**Task details:**
Using the entries below, show all lines with the string "gaps".

[Dataset items]
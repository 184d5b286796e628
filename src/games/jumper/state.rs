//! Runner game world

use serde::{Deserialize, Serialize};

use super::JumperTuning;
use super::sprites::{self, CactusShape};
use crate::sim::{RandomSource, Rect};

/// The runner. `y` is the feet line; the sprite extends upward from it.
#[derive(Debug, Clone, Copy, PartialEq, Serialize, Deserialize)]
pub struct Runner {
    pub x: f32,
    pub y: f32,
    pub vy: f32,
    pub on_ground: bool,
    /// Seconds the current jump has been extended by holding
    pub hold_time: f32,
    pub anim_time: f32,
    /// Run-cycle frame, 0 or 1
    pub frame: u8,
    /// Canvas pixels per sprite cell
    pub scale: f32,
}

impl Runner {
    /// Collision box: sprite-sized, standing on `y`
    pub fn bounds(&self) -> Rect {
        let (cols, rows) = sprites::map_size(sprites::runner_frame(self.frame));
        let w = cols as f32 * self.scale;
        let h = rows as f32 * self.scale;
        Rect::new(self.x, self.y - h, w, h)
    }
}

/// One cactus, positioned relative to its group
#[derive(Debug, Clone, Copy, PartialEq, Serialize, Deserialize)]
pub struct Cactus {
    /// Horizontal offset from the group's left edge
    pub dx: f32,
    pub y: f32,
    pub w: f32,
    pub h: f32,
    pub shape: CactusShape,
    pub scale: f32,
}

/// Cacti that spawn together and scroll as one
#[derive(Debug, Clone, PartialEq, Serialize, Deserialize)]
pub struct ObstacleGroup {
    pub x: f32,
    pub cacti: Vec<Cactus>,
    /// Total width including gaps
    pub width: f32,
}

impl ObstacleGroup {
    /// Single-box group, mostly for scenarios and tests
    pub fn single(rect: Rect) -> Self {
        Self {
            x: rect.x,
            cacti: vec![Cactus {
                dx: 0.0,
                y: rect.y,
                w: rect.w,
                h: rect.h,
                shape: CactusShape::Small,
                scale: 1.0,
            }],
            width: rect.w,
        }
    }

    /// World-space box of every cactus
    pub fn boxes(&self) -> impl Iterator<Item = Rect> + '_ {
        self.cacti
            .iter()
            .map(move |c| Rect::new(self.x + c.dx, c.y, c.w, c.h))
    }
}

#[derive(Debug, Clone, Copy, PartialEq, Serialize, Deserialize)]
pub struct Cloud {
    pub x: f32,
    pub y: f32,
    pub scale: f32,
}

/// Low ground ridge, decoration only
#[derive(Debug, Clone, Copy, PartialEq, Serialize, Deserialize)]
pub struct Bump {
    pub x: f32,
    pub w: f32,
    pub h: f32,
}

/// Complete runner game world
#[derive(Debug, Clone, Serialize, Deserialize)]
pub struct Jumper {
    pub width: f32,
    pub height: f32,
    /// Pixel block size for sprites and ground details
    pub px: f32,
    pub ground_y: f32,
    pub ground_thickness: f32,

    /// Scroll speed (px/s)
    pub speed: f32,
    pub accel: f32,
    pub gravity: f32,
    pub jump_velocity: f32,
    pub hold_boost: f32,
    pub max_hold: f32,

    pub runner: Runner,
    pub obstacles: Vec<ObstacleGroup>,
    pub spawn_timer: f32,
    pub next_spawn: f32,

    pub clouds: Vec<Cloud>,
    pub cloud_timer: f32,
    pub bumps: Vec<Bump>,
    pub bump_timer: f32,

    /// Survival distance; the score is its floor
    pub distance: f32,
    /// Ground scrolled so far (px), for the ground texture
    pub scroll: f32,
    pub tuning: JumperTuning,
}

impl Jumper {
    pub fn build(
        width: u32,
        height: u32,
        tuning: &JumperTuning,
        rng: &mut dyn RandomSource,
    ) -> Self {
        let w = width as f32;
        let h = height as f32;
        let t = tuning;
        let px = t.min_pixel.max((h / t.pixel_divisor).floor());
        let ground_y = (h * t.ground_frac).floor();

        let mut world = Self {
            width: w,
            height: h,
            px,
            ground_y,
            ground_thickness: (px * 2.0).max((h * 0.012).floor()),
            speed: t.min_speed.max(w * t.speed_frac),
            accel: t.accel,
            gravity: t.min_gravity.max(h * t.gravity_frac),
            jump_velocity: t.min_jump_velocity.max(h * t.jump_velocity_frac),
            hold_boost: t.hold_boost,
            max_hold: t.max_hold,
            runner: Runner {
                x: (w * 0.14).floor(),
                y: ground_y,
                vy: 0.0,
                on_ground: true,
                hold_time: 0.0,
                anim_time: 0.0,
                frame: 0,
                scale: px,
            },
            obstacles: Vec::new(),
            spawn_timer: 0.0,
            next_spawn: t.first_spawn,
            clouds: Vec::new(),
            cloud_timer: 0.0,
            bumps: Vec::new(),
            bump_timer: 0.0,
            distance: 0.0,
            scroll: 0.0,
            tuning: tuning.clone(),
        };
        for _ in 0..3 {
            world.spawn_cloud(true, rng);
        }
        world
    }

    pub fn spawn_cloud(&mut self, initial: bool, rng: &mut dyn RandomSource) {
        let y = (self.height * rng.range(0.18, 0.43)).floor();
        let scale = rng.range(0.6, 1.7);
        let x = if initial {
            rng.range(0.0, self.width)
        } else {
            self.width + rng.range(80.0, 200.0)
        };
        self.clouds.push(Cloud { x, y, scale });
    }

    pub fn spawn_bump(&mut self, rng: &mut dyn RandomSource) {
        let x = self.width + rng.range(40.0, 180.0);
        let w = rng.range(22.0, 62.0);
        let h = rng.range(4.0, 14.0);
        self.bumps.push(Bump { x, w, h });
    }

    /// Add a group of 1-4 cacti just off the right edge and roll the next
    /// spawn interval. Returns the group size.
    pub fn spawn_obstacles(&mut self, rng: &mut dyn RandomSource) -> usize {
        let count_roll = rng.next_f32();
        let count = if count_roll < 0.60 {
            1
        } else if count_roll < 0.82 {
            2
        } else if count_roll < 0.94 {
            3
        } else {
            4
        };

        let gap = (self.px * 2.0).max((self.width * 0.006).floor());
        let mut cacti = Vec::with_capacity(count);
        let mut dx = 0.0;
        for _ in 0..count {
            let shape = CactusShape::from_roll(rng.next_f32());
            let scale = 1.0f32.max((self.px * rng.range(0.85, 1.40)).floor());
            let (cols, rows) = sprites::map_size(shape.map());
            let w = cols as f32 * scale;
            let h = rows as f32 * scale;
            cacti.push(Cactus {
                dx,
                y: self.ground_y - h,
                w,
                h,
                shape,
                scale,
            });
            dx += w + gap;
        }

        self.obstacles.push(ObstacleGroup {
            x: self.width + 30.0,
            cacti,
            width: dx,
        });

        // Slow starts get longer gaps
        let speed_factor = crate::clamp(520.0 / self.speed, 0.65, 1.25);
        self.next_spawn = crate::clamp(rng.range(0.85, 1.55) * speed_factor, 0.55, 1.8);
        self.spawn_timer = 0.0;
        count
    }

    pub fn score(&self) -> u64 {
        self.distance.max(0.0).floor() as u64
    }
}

--

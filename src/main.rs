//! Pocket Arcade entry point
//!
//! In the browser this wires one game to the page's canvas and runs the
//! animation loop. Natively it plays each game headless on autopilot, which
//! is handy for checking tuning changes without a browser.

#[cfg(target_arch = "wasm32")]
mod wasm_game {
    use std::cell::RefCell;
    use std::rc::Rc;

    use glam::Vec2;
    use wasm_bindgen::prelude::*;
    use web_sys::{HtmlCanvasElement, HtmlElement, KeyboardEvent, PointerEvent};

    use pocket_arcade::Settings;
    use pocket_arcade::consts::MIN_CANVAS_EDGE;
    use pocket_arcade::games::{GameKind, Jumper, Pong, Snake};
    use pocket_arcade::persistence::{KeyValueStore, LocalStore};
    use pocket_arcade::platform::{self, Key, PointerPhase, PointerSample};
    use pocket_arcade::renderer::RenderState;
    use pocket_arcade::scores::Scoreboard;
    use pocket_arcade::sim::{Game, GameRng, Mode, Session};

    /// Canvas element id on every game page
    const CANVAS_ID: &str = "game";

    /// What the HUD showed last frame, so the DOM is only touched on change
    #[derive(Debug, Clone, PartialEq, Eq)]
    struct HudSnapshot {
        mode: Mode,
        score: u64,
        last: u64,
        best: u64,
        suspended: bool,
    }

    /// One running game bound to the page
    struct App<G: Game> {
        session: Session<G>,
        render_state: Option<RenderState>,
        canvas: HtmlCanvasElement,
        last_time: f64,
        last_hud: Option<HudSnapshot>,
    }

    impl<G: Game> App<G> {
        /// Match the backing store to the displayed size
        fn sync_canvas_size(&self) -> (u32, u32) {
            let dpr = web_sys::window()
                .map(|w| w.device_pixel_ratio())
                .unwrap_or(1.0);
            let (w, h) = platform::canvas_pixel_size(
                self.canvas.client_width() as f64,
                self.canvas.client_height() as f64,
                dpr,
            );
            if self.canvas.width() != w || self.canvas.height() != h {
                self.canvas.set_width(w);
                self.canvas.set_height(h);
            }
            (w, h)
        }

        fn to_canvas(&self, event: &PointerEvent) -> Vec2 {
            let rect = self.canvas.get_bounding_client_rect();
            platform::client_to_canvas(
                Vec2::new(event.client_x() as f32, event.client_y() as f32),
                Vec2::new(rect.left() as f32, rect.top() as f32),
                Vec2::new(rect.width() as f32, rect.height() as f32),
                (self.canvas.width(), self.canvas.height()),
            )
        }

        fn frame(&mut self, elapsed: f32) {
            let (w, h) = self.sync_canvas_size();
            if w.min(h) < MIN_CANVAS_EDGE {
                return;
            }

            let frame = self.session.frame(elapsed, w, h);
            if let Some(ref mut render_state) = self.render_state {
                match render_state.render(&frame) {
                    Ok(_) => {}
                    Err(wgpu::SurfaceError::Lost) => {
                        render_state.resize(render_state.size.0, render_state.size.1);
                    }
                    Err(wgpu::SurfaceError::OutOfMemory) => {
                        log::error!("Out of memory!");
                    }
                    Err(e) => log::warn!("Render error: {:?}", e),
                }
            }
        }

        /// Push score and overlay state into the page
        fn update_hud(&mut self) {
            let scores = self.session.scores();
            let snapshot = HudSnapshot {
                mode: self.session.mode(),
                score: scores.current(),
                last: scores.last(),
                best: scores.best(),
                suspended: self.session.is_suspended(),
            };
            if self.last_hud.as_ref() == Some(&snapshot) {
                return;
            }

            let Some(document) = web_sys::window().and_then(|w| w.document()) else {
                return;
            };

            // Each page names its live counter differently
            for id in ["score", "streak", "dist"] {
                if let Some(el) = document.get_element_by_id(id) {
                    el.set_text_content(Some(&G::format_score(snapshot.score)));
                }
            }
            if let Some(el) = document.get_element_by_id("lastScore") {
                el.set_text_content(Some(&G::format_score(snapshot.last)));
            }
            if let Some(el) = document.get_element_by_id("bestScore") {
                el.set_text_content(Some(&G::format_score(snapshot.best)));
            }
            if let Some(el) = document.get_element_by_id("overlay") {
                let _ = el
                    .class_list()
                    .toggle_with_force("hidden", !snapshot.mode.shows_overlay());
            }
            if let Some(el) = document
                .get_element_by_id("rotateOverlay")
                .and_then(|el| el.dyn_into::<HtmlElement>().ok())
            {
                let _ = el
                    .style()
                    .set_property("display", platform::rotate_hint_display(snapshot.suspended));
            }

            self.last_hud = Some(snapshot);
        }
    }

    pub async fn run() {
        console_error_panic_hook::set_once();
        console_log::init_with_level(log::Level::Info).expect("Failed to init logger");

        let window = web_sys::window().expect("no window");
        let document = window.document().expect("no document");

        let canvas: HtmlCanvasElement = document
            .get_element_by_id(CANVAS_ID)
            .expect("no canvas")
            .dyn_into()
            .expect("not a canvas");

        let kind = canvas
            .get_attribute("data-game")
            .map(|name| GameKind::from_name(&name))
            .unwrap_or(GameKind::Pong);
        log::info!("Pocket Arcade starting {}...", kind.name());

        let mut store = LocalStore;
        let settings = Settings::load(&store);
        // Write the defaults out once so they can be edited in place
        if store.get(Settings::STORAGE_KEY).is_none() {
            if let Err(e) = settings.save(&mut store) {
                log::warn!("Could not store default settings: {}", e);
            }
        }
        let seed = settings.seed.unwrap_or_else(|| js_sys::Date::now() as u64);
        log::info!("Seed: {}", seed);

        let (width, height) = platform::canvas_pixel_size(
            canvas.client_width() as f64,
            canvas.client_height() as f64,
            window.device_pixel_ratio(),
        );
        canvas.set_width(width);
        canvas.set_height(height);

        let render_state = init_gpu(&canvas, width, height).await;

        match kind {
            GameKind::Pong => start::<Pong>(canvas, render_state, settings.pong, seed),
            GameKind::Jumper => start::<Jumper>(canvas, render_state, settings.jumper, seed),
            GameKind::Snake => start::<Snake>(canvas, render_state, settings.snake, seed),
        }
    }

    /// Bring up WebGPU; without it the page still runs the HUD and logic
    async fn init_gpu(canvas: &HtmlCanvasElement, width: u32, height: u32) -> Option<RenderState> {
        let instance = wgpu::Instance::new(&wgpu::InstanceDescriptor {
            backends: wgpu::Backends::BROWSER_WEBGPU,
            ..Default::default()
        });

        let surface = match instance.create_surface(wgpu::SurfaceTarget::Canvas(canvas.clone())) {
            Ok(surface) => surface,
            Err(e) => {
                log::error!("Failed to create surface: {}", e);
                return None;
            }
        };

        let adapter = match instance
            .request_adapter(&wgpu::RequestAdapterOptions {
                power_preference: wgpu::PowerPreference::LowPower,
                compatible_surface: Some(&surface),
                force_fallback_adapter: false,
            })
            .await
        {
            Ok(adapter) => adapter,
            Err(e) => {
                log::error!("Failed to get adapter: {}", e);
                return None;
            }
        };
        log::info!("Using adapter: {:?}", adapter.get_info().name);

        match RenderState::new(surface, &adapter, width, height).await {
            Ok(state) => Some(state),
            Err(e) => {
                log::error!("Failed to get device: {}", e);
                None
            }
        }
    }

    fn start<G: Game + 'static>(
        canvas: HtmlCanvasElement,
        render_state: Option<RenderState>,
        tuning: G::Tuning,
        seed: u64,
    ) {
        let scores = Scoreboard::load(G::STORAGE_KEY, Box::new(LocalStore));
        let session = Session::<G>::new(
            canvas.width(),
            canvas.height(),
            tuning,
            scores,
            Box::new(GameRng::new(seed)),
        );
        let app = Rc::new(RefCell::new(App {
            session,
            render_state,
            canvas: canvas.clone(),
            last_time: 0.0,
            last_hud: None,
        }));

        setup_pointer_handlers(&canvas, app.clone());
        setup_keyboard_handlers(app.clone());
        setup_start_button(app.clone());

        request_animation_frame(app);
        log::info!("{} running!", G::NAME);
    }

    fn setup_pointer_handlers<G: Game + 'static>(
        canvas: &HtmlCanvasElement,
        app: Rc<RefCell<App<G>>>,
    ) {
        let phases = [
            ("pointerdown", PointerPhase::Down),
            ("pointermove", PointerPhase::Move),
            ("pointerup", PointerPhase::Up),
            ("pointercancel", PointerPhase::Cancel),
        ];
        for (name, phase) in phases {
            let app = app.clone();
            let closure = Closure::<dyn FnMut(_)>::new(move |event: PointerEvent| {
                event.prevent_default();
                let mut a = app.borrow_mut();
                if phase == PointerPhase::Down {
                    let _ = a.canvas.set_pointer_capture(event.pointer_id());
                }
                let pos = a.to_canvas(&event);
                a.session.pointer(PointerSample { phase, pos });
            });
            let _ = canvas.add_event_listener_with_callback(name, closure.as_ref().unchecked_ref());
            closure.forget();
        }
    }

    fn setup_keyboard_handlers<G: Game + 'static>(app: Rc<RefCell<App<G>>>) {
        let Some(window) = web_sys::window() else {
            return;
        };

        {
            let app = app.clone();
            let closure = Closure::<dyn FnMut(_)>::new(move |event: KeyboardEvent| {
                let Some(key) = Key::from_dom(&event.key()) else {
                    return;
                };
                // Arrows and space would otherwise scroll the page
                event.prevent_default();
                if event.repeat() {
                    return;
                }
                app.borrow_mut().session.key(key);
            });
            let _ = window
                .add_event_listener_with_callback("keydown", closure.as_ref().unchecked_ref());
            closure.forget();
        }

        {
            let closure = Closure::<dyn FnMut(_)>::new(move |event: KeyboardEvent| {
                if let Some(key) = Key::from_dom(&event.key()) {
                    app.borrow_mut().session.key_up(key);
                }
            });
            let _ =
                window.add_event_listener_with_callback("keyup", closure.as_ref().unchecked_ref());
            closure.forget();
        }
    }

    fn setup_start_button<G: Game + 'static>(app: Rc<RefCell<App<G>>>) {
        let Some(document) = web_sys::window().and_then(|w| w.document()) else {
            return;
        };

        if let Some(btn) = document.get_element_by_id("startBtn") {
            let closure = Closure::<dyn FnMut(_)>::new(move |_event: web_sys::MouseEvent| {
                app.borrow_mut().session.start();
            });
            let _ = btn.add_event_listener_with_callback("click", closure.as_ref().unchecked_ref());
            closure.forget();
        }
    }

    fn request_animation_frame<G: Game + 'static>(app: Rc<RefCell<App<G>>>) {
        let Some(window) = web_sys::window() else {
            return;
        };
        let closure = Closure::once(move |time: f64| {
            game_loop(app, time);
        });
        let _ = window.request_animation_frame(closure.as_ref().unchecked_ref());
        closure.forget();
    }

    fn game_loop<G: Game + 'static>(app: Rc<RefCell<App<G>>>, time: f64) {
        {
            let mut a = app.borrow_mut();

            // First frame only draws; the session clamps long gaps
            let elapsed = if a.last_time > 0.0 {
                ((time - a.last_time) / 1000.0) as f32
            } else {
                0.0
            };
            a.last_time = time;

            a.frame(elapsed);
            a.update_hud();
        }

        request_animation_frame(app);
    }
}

**Result for this task:**
    /// Total width including gaps
        // Slow starts get longer gaps
            // First frame only draws; the session clamps long gaps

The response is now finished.